Сергий ответил убежденно, как будто это само собой разумелось. Видно было, что не притворялся, не выпендривался:
— Я бы попытался его вразумить, показать, что нехорошо это — брать чужие деньги.
— И он бы тебя послушал! — хлопнул себя по коленке Феофан. Он поражался Сергиевой наивности.
— Может, на первый раз и нет, не спорю. Но человеку надо чаще напоминать, что он прежде всего человек, что главное его предназначение — приносить людям добро.
— Чудак ты! — не уставал удивляться Феофан. — Кто так с вором беседует? По сусалам ему, а потом в тюрягу. Там ему место, гаду!

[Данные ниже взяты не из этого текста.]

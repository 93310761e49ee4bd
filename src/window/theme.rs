//! Panel theme and styling
//!
//! Follows the host application's skin: the host sends its panel background
//! color and base font size, and the panel picks a light or dark palette to
//! match.

use egui::{Color32, FontFamily, FontId, Rounding, Stroke, TextStyle, Visuals};
use serde::Deserialize;

/// Palette used by the panel widgets
pub struct ThemeColors;

impl ThemeColors {
    // Host default (Illustrator dark skin)
    pub const BG_DARK: Color32 = Color32::from_rgb(50, 50, 50);

    pub const ACCENT_PRIMARY: Color32 = Color32::from_rgb(20, 115, 230);
    pub const ACCENT_WARNING: Color32 = Color32::from_rgb(230, 134, 25);

    pub const TEXT_ON_DARK: Color32 = Color32::from_rgb(225, 225, 225);
    pub const TEXT_ON_LIGHT: Color32 = Color32::from_rgb(40, 40, 40);
}

/// Skin description carried by the theme-changed event
#[derive(Debug, Clone, Default, PartialEq, Deserialize)]
pub struct ThemeSettings {
    #[serde(default)]
    pub panel_background: Option<[u8; 3]>,
    #[serde(default)]
    pub base_font_size: Option<f32>,
}

impl ThemeSettings {
    pub fn from_payload(payload: &str) -> Result<Self, serde_json::Error> {
        serde_json::from_str(payload)
    }

    pub fn background(&self) -> Color32 {
        self.panel_background
            .map(|[r, g, b]| Color32::from_rgb(r, g, b))
            .unwrap_or(ThemeColors::BG_DARK)
    }

    /// Whether the background calls for light text
    pub fn is_dark(&self) -> bool {
        relative_luminance(self.background()) < 0.5
    }

    pub fn font_size(&self) -> f32 {
        self.base_font_size.unwrap_or(13.0).clamp(8.0, 32.0)
    }
}

/// Perceived brightness in 0.0 - 1.0
fn relative_luminance(color: Color32) -> f32 {
    (0.299 * color.r() as f32 + 0.587 * color.g() as f32 + 0.114 * color.b() as f32) / 255.0
}

/// Apply the host skin to egui
pub fn apply_theme(ctx: &egui::Context, settings: &ThemeSettings) {
    let mut style = (*ctx.style()).clone();

    let dark = settings.is_dark();
    let background = settings.background();
    let text = if dark {
        ThemeColors::TEXT_ON_DARK
    } else {
        ThemeColors::TEXT_ON_LIGHT
    };

    let mut visuals = if dark { Visuals::dark() } else { Visuals::light() };
    visuals.window_fill = background;
    visuals.panel_fill = background;
    visuals.override_text_color = Some(text);

    for widget in [
        &mut visuals.widgets.noninteractive,
        &mut visuals.widgets.inactive,
        &mut visuals.widgets.hovered,
        &mut visuals.widgets.active,
    ] {
        widget.rounding = Rounding::same(4.0);
    }
    visuals.widgets.active.bg_fill = ThemeColors::ACCENT_PRIMARY;
    visuals.widgets.hovered.bg_stroke = Stroke::new(1.0, ThemeColors::ACCENT_PRIMARY);
    visuals.selection.stroke = Stroke::new(1.0, ThemeColors::ACCENT_PRIMARY);

    style.visuals = visuals;

    style.spacing.item_spacing = egui::vec2(8.0, 6.0);
    style.spacing.button_padding = egui::vec2(12.0, 4.0);

    let size = settings.font_size();
    style.text_styles = [
        (TextStyle::Small, FontId::new(size - 2.0, FontFamily::Proportional)),
        (TextStyle::Body, FontId::new(size, FontFamily::Proportional)),
        (TextStyle::Monospace, FontId::new(size, FontFamily::Monospace)),
        (TextStyle::Button, FontId::new(size, FontFamily::Proportional)),
        (TextStyle::Heading, FontId::new(size + 5.0, FontFamily::Proportional)),
    ]
    .into();

    ctx.set_style(style);
}

/// Helper to create a color with modified alpha
pub fn color_with_alpha(color: Color32, alpha: u8) -> Color32 {
    Color32::from_rgba_unmultiplied(color.r(), color.g(), color.b(), alpha)
}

Сергий тряс, протестуя, длинными густыми волосьями и гнул свое.
— Вот чудак, а!
Сергий какое-то время молчал. Он сидел на чурбачке, упершись локтями в колени, и тихонько, плавно покачивался.
Сощуренные глаза его глядели куда-то в самую дальнюю даль, за горизонт, туда, где простиралась во всю ширь блеклая бледно-розовая заря, — отсвет ненадолго спрятавшегося за морской краешек и готового вот-вот вынырнуть солнышка.